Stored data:
━━━━━━━━
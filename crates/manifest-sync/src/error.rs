use std::path::PathBuf;
use thiserror::Error;

/// Errors raised while downloading a remote archive.
#[derive(Debug, Error)]
pub enum FetchError {
    /// No response bytes arrived within the configured window.
    #[error("download timed out")]
    Timeout,

    /// The server answered with a non-success status.
    #[error("HTTP {status} for {url}")]
    Http { status: u16, url: String },

    /// Connection-level failure (DNS, TLS, reset, ...).
    #[error("network error: {0}")]
    Network(String),

    /// The destination file could not be written.
    #[error("IO error: {0}")]
    Io(#[from] std::io::Error),
}

impl FetchError {
    /// Whether the server reported that no archive exists at the URL.
    pub fn is_not_found(&self) -> bool {
        matches!(self, FetchError::Http { status: 404, .. })
    }
}

/// Errors that abort a pipeline run.
#[derive(Debug, Error)]
pub enum Error {
    /// The script has no `addappid(...)` declaration.
    #[error("identifier not found in script")]
    IdentifierNotFound,

    /// The input script is missing or not readable as UTF-8 text.
    #[error("cannot read script {path}: {reason}")]
    ScriptRead { path: PathBuf, reason: String },

    /// The remote archive could not be downloaded.
    #[error("{0}")]
    Network(#[from] FetchError),

    /// The downloaded file is not a readable zip archive.
    #[error("invalid archive: {0}")]
    InvalidArchive(String),

    /// The rewritten script vanished before packaging.
    #[error("rewritten script not found: {0}")]
    MissingScript(PathBuf),

    /// The output archive could not be written.
    #[error("packaging error: {0}")]
    Packaging(String),

    /// The temporary workspace could not be created.
    #[error("workspace error: {0}")]
    Workspace(String),

    /// The repository catalog could not be read or written.
    #[error("config error: {0}")]
    Config(String),

    /// I/O error.
    #[error("IO error: {0}")]
    Io(#[from] std::io::Error),
}

impl Error {
    pub(crate) fn script_read(path: impl Into<PathBuf>, err: manifest_format::Error) -> Self {
        match err {
            manifest_format::Error::IdentifierNotFound => Error::IdentifierNotFound,
            manifest_format::Error::IoError(io) => Error::ScriptRead {
                path: path.into(),
                reason: io.to_string(),
            },
        }
    }
}

impl From<manifest_format::Error> for Error {
    fn from(err: manifest_format::Error) -> Self {
        match err {
            manifest_format::Error::IdentifierNotFound => Error::IdentifierNotFound,
            manifest_format::Error::IoError(io) => Error::Io(io),
        }
    }
}

/// Conditions reported by a run that do not change its outcome.
#[derive(Debug, Clone, PartialEq, Eq, Error)]
pub enum Warning {
    /// The downloaded archive had no payload files; the script is packaged
    /// without version changes.
    #[error("no payload files found in the downloaded archive")]
    NoPayloadFound,

    /// An extracted payload disappeared before packaging and was left out.
    #[error("payload vanished before packaging: {0}")]
    PayloadVanished(PathBuf),

    /// The workspace could not be removed.
    #[error("workspace cleanup failed: {0}")]
    CleanupFailed(String),
}

/// Result type for manifest-sync operations.
pub type Result<T> = std::result::Result<T, Error>;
━━━━━━━━
=== What is required ===
Please find all lines of the entries that hold the string "Result" and copy them.

=== Response area ===
/// Result type for manifest-sync operations.
pub type Result<T> = std::result::Result<T, Error>;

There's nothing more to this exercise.